Contes de fées et de sorcières ? Nouvelles fantastiques ? Cauchemars kafkaïens ? Ces seize courts récits de Ludmila Petrouchevskaïa laissent le lecteur dubitatif – mais charmé, envoûté presque. On croit tout d’abord être en territoire connu : un appartement communautaire de l’ère soviétique, avec ses jalousies et ses ragots, une isba perdue aux confins de la civilisation, sous la neige traîtresse, une mère craignant pour son fils le service militaire et les sévices qu’il devra y endurer… Nous avons lu tout cela déjà ailleurs et croyons savoir de quoi il retourne – mais très vite, au prochain paragraphe ou même au détour d’une phrase, tout bascule, nous ne sentons plus le sol si stable sous nos pieds. Cette femme en manteau noir qui parcourt la ville se dirige vers son suicide, avant qu’une autre femme la rencontre et l’en empêche – mais cette rencontre aura eu lieu en rêve seulement, et ainsi aucune ne mourra. Cette famille qui décide de quitter la ville où le quotidien est devenu trop rude et, comme des « nouveaux Robinsons », s’invente des conditions de survie au milieu des ruines d’un village déserté, devra ensuite fuir des « rescapés » d’on ne sait quel combat ou exode et, plus loin encore, « préparer un nouveau refuge ». « Il était une fois une femme dont le fils s’était pendu » est l’incipit merveilleux et effrayant à la fois d’une autre de ces nouvelles où nous découvrons une mère qui doit s’en remettre à la magie douteuse d’une sorte de chaman ivrogne… L’écriture est précise, comme méticuleuse, dénuée d’effets, et les traductrices parviennent à donner à cette économie toute son efficacité.

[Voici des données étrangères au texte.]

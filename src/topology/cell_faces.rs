//! Cell → face incidence index.
//!
//! CSR layout over cells: `ranges[c]` gives the contiguous block of
//! `faces` incident to cell `c`. Within a block the owned internal faces
//! come first, then the neighboured internal faces, then boundary faces,
//! each group in ascending face order. Both arrays live in device memory so
//! scatter kernels can walk them directly.

use bytemuck::{Pod, Zeroable};

use super::Label;
use crate::data::DeviceBuffer;
use crate::mesh_error::MeshError;

/// Start and length of one cell's face block.
#[repr(C)]
#[derive(Copy, Clone, Debug, Default, PartialEq, Eq, Pod, Zeroable)]
pub struct CellRange {
    pub start: Label,
    pub n_faces: Label,
}

impl CellRange {
    #[inline]
    pub fn start(&self) -> usize {
        self.start as usize
    }

    #[inline]
    pub fn len(&self) -> usize {
        self.n_faces as usize
    }

    #[inline]
    pub fn is_empty(&self) -> bool {
        self.n_faces == 0
    }
}

/// Immutable cell → face incidence.
#[derive(Debug)]
pub struct CellFaces {
    ranges: DeviceBuffer<CellRange>,
    faces: DeviceBuffer<Label>,
}

fn cell_index(cell: Label, face: usize, n_cells: usize) -> Result<usize, MeshError> {
    usize::try_from(cell)
        .ok()
        .filter(|&c| c < n_cells)
        .ok_or(MeshError::CellOutOfRange {
            face,
            cell,
            n_cells,
        })
}

fn to_label(v: usize) -> Result<Label, MeshError> {
    Label::try_from(v).map_err(|_| MeshError::LabelOverflow(v))
}

impl CellFaces {
    /// Build from internal-face addressing plus boundary face-cell lists.
    ///
    /// Boundary faces are numbered from `lower.len()` upwards in the order
    /// the lists are given.
    pub fn build<'b>(
        n_cells: usize,
        lower: &[Label],
        upper: &[Label],
        boundary: impl IntoIterator<Item = &'b [Label]> + Clone,
    ) -> Result<Self, MeshError> {
        let n_internal = lower.len();

        // 1) degree counts
        let mut degree = vec![0usize; n_cells];
        for (face, &cell) in lower.iter().chain(upper).enumerate() {
            degree[cell_index(cell, face % n_internal.max(1), n_cells)?] += 1;
        }
        let mut n_boundary = 0usize;
        for face_cells in boundary.clone() {
            for &cell in face_cells {
                degree[cell_index(cell, n_internal + n_boundary, n_cells)?] += 1;
                n_boundary += 1;
            }
        }
        // face numbers and CSR offsets below are stored as labels
        to_label(n_internal + n_boundary)?;

        // prefix sums
        let mut offsets = vec![0usize; n_cells + 1];
        for c in 0..n_cells {
            offsets[c + 1] = offsets[c] + degree[c];
        }
        let total = offsets[n_cells];
        to_label(total)?;

        // 2) fill owned, neighboured, then boundary faces
        let mut faces = vec![0 as Label; total];
        let mut cursor = offsets.clone();
        let mut push = |cell: Label, face: usize| {
            let c = cell as usize;
            faces[cursor[c]] = face as Label;
            cursor[c] += 1;
        };
        for (face, &cell) in lower.iter().enumerate() {
            push(cell, face);
        }
        for (face, &cell) in upper.iter().enumerate() {
            push(cell, face);
        }
        let mut face = n_internal;
        for face_cells in boundary {
            for &cell in face_cells {
                push(cell, face);
                face += 1;
            }
        }

        let ranges: Vec<CellRange> = offsets
            .windows(2)
            .map(|w| CellRange {
                start: w[0] as Label,
                n_faces: (w[1] - w[0]) as Label,
            })
            .collect();

        Ok(Self {
            ranges: DeviceBuffer::reuse(ranges),
            faces: DeviceBuffer::reuse(faces),
        })
    }

    #[inline]
    pub fn n_cells(&self) -> usize {
        self.ranges.len()
    }

    /// Face block of `cell`.
    #[inline]
    pub fn range(&self, cell: usize) -> CellRange {
        self.ranges.device_slice()[cell]
    }

    /// Incident faces of `cell`.
    pub fn faces_of(&self, cell: usize) -> &[Label] {
        let r = self.range(cell);
        &self.faces.device_slice()[r.start()..r.start() + r.len()]
    }

    #[inline]
    pub fn ranges(&self) -> &DeviceBuffer<CellRange> {
        &self.ranges
    }

    #[inline]
    pub fn faces(&self) -> &DeviceBuffer<Label> {
        &self.faces
    }

    /// Total number of (cell, face) incidences.
    #[inline]
    pub fn n_incidences(&self) -> usize {
        self.faces.len()
    }
}

#[cfg(test)]
mod tests {
    use super::*;

    #[test]
    fn chain_with_boundary() {
        // 0 -f0- 1 -f1- 2, boundary face on cell 2
        let cf = CellFaces::build(3, &[0, 1], &[1, 2], [&[2][..]]).unwrap();
        assert_eq!(cf.faces_of(0), &[0]);
        assert_eq!(cf.faces_of(1), &[1, 0]);
        assert_eq!(cf.faces_of(2), &[1, 2]);
        assert_eq!(cf.n_incidences(), 5);
        assert_eq!(cf.range(2), CellRange { start: 3, n_faces: 2 });
    }

    #[test]
    fn bad_boundary_cell_is_rejected() {
        let err = CellFaces::build(2, &[0], &[1], [&[5][..]]).unwrap_err();
        assert_eq!(
            err,
            MeshError::CellOutOfRange {
                face: 1,
                cell: 5,
                n_cells: 2
            }
        );
    }

    #[test]
    fn labels_beyond_i32_are_refused() {
        assert_eq!(to_label(Label::MAX as usize), Ok(Label::MAX));
        let too_big = Label::MAX as usize + 1;
        assert_eq!(to_label(too_big), Err(MeshError::LabelOverflow(too_big)));
    }

    #[test]
    fn isolated_cell_has_empty_range() {
        let cf = CellFaces::build(3, &[0], &[1], std::iter::empty::<&[Label]>()).unwrap();
        assert!(cf.range(2).is_empty());
        assert!(cf.faces_of(2).is_empty());
    }
}
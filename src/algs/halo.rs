//! Halo exchange of boundary-cell values driven by the patch schedule.
//!
//! For each entry of [`CellFaceGraph::patch_schedule`], in order:
//! - `Send` gathers the values of the patch face-cells and posts them to the
//!   neighbour rank (processor patches only);
//! - `Receive` waits for the neighbour's values (processor patches) or
//!   copies the local gathered values (local patches).
//!
//! All sends are waited on after the schedule has run.

use crate::algs::communicator::{Communicator, Wait};
use crate::mesh_error::MeshError;
use crate::topology::{CellFaceGraph, CommsDirection, InterfaceKind, Scalar};

/// Per-patch halo values: `None` for patches not available locally.
pub type PatchValues = Vec<Option<Vec<Scalar>>>;

fn gather(face_cells: &[crate::topology::Label], cell_values: &[Scalar]) -> Vec<Scalar> {
    face_cells.iter().map(|&c| cell_values[c as usize]).collect()
}

/// Exchange the boundary-cell values of every available patch.
///
/// `cell_values` must hold one entry per cell. On return, entry `p` holds
/// the values adjacent to patch `p` as seen from the other side: the
/// neighbour's face-cell values for processor patches, this side's own for
/// local patches.
///
/// Messages travel over `comm` alone. The graph's
/// [`CommId`](crate::topology::CommId) only labels the process group the
/// addressing was built for and is not checked against `comm`.
pub fn exchange_patch_values<C: Communicator>(
    graph: &CellFaceGraph,
    cell_values: &[Scalar],
    comm: &C,
) -> Result<PatchValues, MeshError> {
    if cell_values.len() != graph.n_cells() {
        return Err(MeshError::CellFieldLength {
            expected: graph.n_cells(),
            found: cell_values.len(),
        });
    }

    let mut received: PatchValues = vec![None; graph.n_patches()];
    let mut pending = Vec::new();

    for entry in graph.patch_schedule() {
        let iface = graph.interface(entry.patch)?;
        match (entry.direction, iface.kind()) {
            (CommsDirection::Send, InterfaceKind::Processor { neighbour_rank, tag }) => {
                let values = gather(iface.face_cells_host(), cell_values);
                log::trace!(
                    "rank {}: send {} values on patch {} to rank {neighbour_rank}",
                    comm.rank(),
                    values.len(),
                    entry.patch
                );
                pending.push(comm.isend(neighbour_rank, tag, bytemuck::cast_slice(&values)));
            }
            (CommsDirection::Send, InterfaceKind::Local) => {}
            (CommsDirection::Receive, InterfaceKind::Processor { neighbour_rank, tag }) => {
                let expected = iface.size();
                let bytes = comm
                    .irecv(
                        neighbour_rank,
                        tag,
                        expected * std::mem::size_of::<Scalar>(),
                    )
                    .wait()
                    .ok_or(MeshError::HaloReceiveFailed {
                        patch: entry.patch,
                        peer: neighbour_rank,
                    })?;
                if bytes.len() != expected * std::mem::size_of::<Scalar>() {
                    return Err(MeshError::HaloSizeMismatch {
                        patch: entry.patch,
                        expected,
                        found: bytes.len() / std::mem::size_of::<Scalar>(),
                    });
                }
                received[entry.patch] = Some(
                    bytes
                        .chunks_exact(std::mem::size_of::<Scalar>())
                        .map(bytemuck::pod_read_unaligned)
                        .collect(),
                );
            }
            (CommsDirection::Receive, InterfaceKind::Local) => {
                received[entry.patch] = Some(gather(iface.face_cells_host(), cell_values));
            }
        }
    }

    for handle in pending {
        let _ = handle.wait();
    }
    Ok(received)
}

#[cfg(test)]
mod tests {
    use super::*;
    use crate::algs::communicator::NoComm;
    use crate::topology::interface::PatchInterface;
    use crate::topology::{AddressingOptions, CommId, build_non_blocking_schedule};

    #[test]
    fn local_patches_see_own_values() {
        let mut g =
            CellFaceGraph::from_host(0, 3, &[0, 1], &[1, 2], CommId::WORLD, &AddressingOptions::default())
                .unwrap();
        let ifaces = vec![None, Some(PatchInterface::local(&[2, 0]).unwrap())];
        let s = build_non_blocking_schedule(&ifaces);
        g.add_interfaces(ifaces, s).unwrap();

        let out = exchange_patch_values(&g, &[1.0, 2.0, 3.0], &NoComm).unwrap();
        assert_eq!(out, vec![None, Some(vec![3.0, 1.0])]);
    }

    #[test]
    fn graph_comm_id_does_not_select_the_transport() {
        let mut g =
            CellFaceGraph::from_host(0, 2, &[0], &[1], CommId(7), &AddressingOptions::default())
                .unwrap();
        let ifaces = vec![Some(PatchInterface::local(&[1]).unwrap())];
        let s = build_non_blocking_schedule(&ifaces);
        g.add_interfaces(ifaces, s).unwrap();
        assert_eq!(g.comm(), CommId(7));
        let out = exchange_patch_values(&g, &[4.0, 5.0], &NoComm).unwrap();
        assert_eq!(out, vec![Some(vec![5.0])]);
    }

    #[test]
    fn wrong_cell_count_is_rejected() {
        let g = CellFaceGraph::from_host(0, 2, &[0], &[1], CommId::WORLD, &AddressingOptions::default())
            .unwrap();
        let err = exchange_patch_values(&g, &[1.0], &NoComm).unwrap_err();
        assert_eq!(err, MeshError::CellFieldLength { expected: 2, found: 1 });
    }

    #[test]
    fn missing_peer_data_is_reported() {
        let mut g = CellFaceGraph::from_host(0, 2, &[0], &[1], CommId::WORLD, &AddressingOptions::default())
            .unwrap();
        let ifaces = vec![Some(PatchInterface::processor(&[1], 1, 5).unwrap())];
        let s = build_non_blocking_schedule(&ifaces);
        g.add_interfaces(ifaces, s).unwrap();
        let err = exchange_patch_values(&g, &[0.0, 1.0], &NoComm).unwrap_err();
        assert_eq!(err, MeshError::HaloReceiveFailed { patch: 0, peer: 1 });
    }
}
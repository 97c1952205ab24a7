//! Upper-triangular face ordering.
//!
//! A face list is in upper-triangular order when every face has
//! `lower < upper` and the `(lower, upper)` pairs are non-decreasing in face
//! order. This is the row-major sparsity pattern of the strictly upper part
//! of the cell matrix.

use itertools::Itertools;

use super::Label;
use super::options::DuplicateFaceHandling;
use crate::mesh_error::MeshError;

/// Permutation that sorts faces by `(lower, upper)`.
///
/// `order[new_face] = old_face`. The sort is stable, so faces with identical
/// cell pairs keep their relative input order and the result is a pure
/// function of the input.
pub fn upper_tri_order(lower: &[Label], upper: &[Label]) -> Vec<usize> {
    let mut order: Vec<usize> = (0..lower.len()).collect();
    order.sort_by_key(|&f| (lower[f], upper[f]));
    order
}

/// First face whose pair sorts before its predecessor, if any.
pub fn first_unsorted_face(lower: &[Label], upper: &[Label]) -> Option<usize> {
    lower
        .iter()
        .zip(upper)
        .tuple_windows()
        .position(|((l0, u0), (l1, u1))| (l1, u1) < (l0, u0))
        .map(|i| i + 1)
}

/// Whether the pairs are already in `(lower, upper)` order.
#[inline]
pub fn is_upper_tri_sorted(lower: &[Label], upper: &[Label]) -> bool {
    first_unsorted_face(lower, upper).is_none()
}

/// Ensure `lower[f] < upper[f]` for every face.
pub fn check_upper_triangular(lower: &[Label], upper: &[Label]) -> Result<(), MeshError> {
    match lower.iter().zip(upper).position(|(l, u)| l >= u) {
        Some(face) => Err(MeshError::NotUpperTriangular {
            face,
            lower: lower[face],
            upper: upper[face],
        }),
        None => Ok(()),
    }
}

/// Ensure the pairs are sorted.
pub fn check_sorted(lower: &[Label], upper: &[Label]) -> Result<(), MeshError> {
    match first_unsorted_face(lower, upper) {
        Some(face) => Err(MeshError::FacesNotSorted {
            face,
            lower: lower[face],
            upper: upper[face],
        }),
        None => Ok(()),
    }
}

/// Ensure every cell index lies in `0..n_cells`.
pub fn check_cell_bounds(n_cells: usize, lower: &[Label], upper: &[Label]) -> Result<(), MeshError> {
    for (face, (&l, &u)) in lower.iter().zip(upper).enumerate() {
        for cell in [l, u] {
            if usize::try_from(cell).map_or(true, |c| c >= n_cells) {
                return Err(MeshError::CellOutOfRange {
                    face,
                    cell,
                    n_cells,
                });
            }
        }
    }
    Ok(())
}

/// Apply the duplicate-face policy to sorted addressing.
pub fn check_duplicate_faces(
    lower: &[Label],
    upper: &[Label],
    handling: DuplicateFaceHandling,
) -> Result<(), MeshError> {
    if handling == DuplicateFaceHandling::Ignore {
        return Ok(());
    }
    let dups = lower
        .iter()
        .zip(upper)
        .enumerate()
        .tuple_windows()
        .filter(|((_, a), (_, b))| a == b);
    for ((first, (&l, &u)), (second, _)) in dups {
        match handling {
            DuplicateFaceHandling::Warn => {
                log::warn!("Duplicate faces {first} and {second} between cells ({l}, {u})");
            }
            DuplicateFaceHandling::Error => {
                return Err(MeshError::DuplicateFace {
                    first,
                    second,
                    lower: l,
                    upper: u,
                });
            }
            DuplicateFaceHandling::Ignore => {}
        }
    }
    Ok(())
}

/// Reorder the first `order.len()` entries of `values` so that
/// `values[new] = old_values[order[new]]`.
pub fn permute_in_place<T: Copy>(values: &mut [T], order: &[usize]) {
    let permuted: Vec<T> = order.iter().map(|&old| values[old]).collect();
    values[..order.len()].copy_from_slice(&permuted);
}
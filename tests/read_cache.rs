use ldu_mesh::data::read_cache::{f64_to_hilo, hilo_to_f64};
use ldu_mesh::data::{ChannelKind, DeviceBuffer, ReadCache};
use ldu_mesh::mesh_error::MeshError;
use serial_test::serial;

fn live() -> usize {
    ReadCache::<f64>::live_handles()
}

#[test]
#[serial]
fn f64_fetch_is_bit_exact() {
    let nan_payload = f64::from_bits(0x7ff8_0000_dead_beef);
    let values = [
        0.0,
        -0.0,
        1e300,
        -123.456,
        f64::MIN_POSITIVE / 4.0, // subnormal
        f64::INFINITY,
        f64::NEG_INFINITY,
        nan_payload,
        std::f64::consts::PI,
    ];
    let buf = DeviceBuffer::from_host(&values).unwrap();
    let cache = ReadCache::bind(&buf);
    assert_eq!(cache.format().words, 2);
    assert_eq!(cache.format().kind, ChannelKind::Signed);
    for (i, v) in values.iter().enumerate() {
        assert_eq!(cache.fetch(i).to_bits(), v.to_bits(), "index {i}");
    }
    cache.destroy();
}

#[test]
#[serial]
fn halves_compose_back_to_the_value() {
    for v in [0.0f64, -0.0, 1e300, -7.5] {
        let (hi, lo) = f64_to_hilo(v);
        assert_eq!(hilo_to_f64(hi, lo).to_bits(), v.to_bits());
    }
    assert_eq!(f64_to_hilo(-0.0), (0x8000_0000, 0));
}

#[test]
#[serial]
fn single_word_types_fetch_natively() {
    let f = DeviceBuffer::from_host(&[1.5f32, -0.0, f32::MAX]).unwrap();
    let cf = ReadCache::bind(&f);
    assert_eq!(cf.format().kind, ChannelKind::Float);
    assert_eq!(cf.fetch(1).to_bits(), (-0.0f32).to_bits());
    assert_eq!(cf.fetch(2), f32::MAX);

    let l = DeviceBuffer::from_host(&[i32::MIN, -1, 0, i32::MAX]).unwrap();
    let cl = ReadCache::bind(&l);
    assert_eq!(cl.format().kind, ChannelKind::Signed);
    assert_eq!((0..4).map(|i| cl.fetch(i)).collect::<Vec<_>>(), vec![i32::MIN, -1, 0, i32::MAX]);
}

#[test]
#[serial]
fn region_binding_offsets_indices() {
    let buf = DeviceBuffer::from_host(&[10.0, 11.0, 12.0, 13.0]).unwrap();
    let cache = ReadCache::bind_region(&buf, 1, 2).unwrap();
    assert_eq!(cache.count(), 2);
    assert_eq!(cache.fetch(0), 11.0);
    assert_eq!(cache.fetch(1), 12.0);

    assert_eq!(
        ReadCache::bind_region(&buf, 3, 2).unwrap_err(),
        MeshError::CacheRegionOutOfRange { offset: 3, count: 2, len: 4 }
    );
}

#[test]
#[serial]
fn handles_are_released_on_destroy_and_drop() {
    let before = live();
    let buf = DeviceBuffer::from_host(&[1.0, 2.0]).unwrap();
    let a = ReadCache::bind(&buf);
    let b = ReadCache::bind(&buf);
    assert_ne!(a.handle(), b.handle());
    assert_eq!(live(), before + 2);
    a.destroy();
    assert_eq!(live(), before + 1);
    drop(b);
    assert_eq!(live(), before);
}

#[test]
#[serial]
fn rebind_replaces_the_handle() {
    let before = live();
    let x = DeviceBuffer::from_host(&[1.0, 2.0, 3.0]).unwrap();
    let y = DeviceBuffer::from_host(&[9.0]).unwrap();
    let mut cache = ReadCache::bind(&x);
    let first = cache.handle();
    cache.rebind(&y);
    assert_ne!(cache.handle(), first);
    assert_eq!(cache.count(), 1);
    assert_eq!(cache.fetch(0), 9.0);
    assert_eq!(live(), before + 1);

    // a failed region rebind keeps the current binding
    assert!(cache.rebind_region(&x, 2, 5).is_err());
    assert_eq!(cache.fetch(0), 9.0);
    cache.rebind_region(&x, 1, 2).unwrap();
    assert_eq!(cache.fetch(1), 3.0);
    cache.destroy();
    assert_eq!(live(), before);
}
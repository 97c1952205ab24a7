//! Boundary patch interfaces.
//!
//! Each boundary patch that is present on this process carries a
//! [`PatchInterface`] with the list of cells adjacent to its faces. Patches
//! whose faces are owned elsewhere are represented by `None` in an
//! [`InterfaceList`].

use super::Label;
use crate::data::{DeviceBuffer, DualBuffer};
use crate::mesh_error::MeshError;

/// Whether a patch couples to another process.
#[derive(Copy, Clone, Debug, PartialEq, Eq, Hash, serde::Serialize, serde::Deserialize)]
pub enum InterfaceKind {
    /// Boundary or coupling resolved on this process.
    Local,
    /// Halo exchange with `neighbour_rank`, matched on `tag` by both sides.
    Processor { neighbour_rank: usize, tag: u16 },
}

/// Face-cell addressing of one boundary patch.
#[derive(Debug)]
pub struct PatchInterface {
    face_cells: DualBuffer<Label>,
    kind: InterfaceKind,
}

/// Per-patch interfaces; `None` marks a patch not available locally.
pub type InterfaceList = Vec<Option<PatchInterface>>;

impl PatchInterface {
    pub fn new(face_cells: DeviceBuffer<Label>, kind: InterfaceKind) -> Self {
        Self {
            face_cells: DualBuffer::new(face_cells),
            kind,
        }
    }

    /// Local patch from host face-cells (copied).
    pub fn local(face_cells: &[Label]) -> Result<Self, MeshError> {
        Ok(Self {
            face_cells: DualBuffer::from_host(face_cells)?,
            kind: InterfaceKind::Local,
        })
    }

    /// Processor patch from host face-cells (copied).
    pub fn processor(
        face_cells: &[Label],
        neighbour_rank: usize,
        tag: u16,
    ) -> Result<Self, MeshError> {
        Ok(Self {
            face_cells: DualBuffer::from_host(face_cells)?,
            kind: InterfaceKind::Processor {
                neighbour_rank,
                tag,
            },
        })
    }

    /// Device-resident face-cell list.
    #[inline]
    pub fn face_cells(&self) -> &DeviceBuffer<Label> {
        self.face_cells.device()
    }

    /// Host mirror of the face-cell list.
    #[inline]
    pub fn face_cells_host(&self) -> &[Label] {
        self.face_cells.host()
    }

    /// Number of faces on the patch.
    #[inline]
    pub fn size(&self) -> usize {
        self.face_cells.len()
    }

    #[inline]
    pub fn kind(&self) -> InterfaceKind {
        self.kind
    }

    #[inline]
    pub fn is_processor(&self) -> bool {
        matches!(self.kind, InterfaceKind::Processor { .. })
    }

    pub fn neighbour_rank(&self) -> Option<usize> {
        match self.kind {
            InterfaceKind::Processor { neighbour_rank, .. } => Some(neighbour_rank),
            InterfaceKind::Local => None,
        }
    }
}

Ces personnages sont souvent solitaires, démunis, effacés – on ne doit donc pas s’étonner s’ils passent, sans crier gare, de l’état de vivants presque morts à celui de morts encore quelque peu vivants. Ces fantômes sont peut-être les habitants les plus authentiques de cette Russie dévastée par le vingtième siècle. Souvenons-nous des propos de Stephen Dedalus dans l’Ulysse de Joyce : « L’Histoire est un cauchemar dont j’essaie de me réveiller ». Peut-être ce dialogue a-t-il alors une signification allégorique : « Comment m’échapper ? murmura la fille. Tu peux te réveiller, répondit la femme, mais ça ne fonctionne pas toujours. »
Thierry Cecille
Les Nouveaux Robinsons
Ludmila Petrouchevskaïa
Traduit du russe par Macha Zonina et Aurore Touya,
Christian Bourgois, 187 pages, 15 €
Domaine étranger Les Nouveaux Robinsons
janvier 2014 | Le Matricule des Anges n°149
| par
Thierry Cecille
Un livre
Par
Thierry Cecille
Le Matricule des Anges n°149
, janvier 2014.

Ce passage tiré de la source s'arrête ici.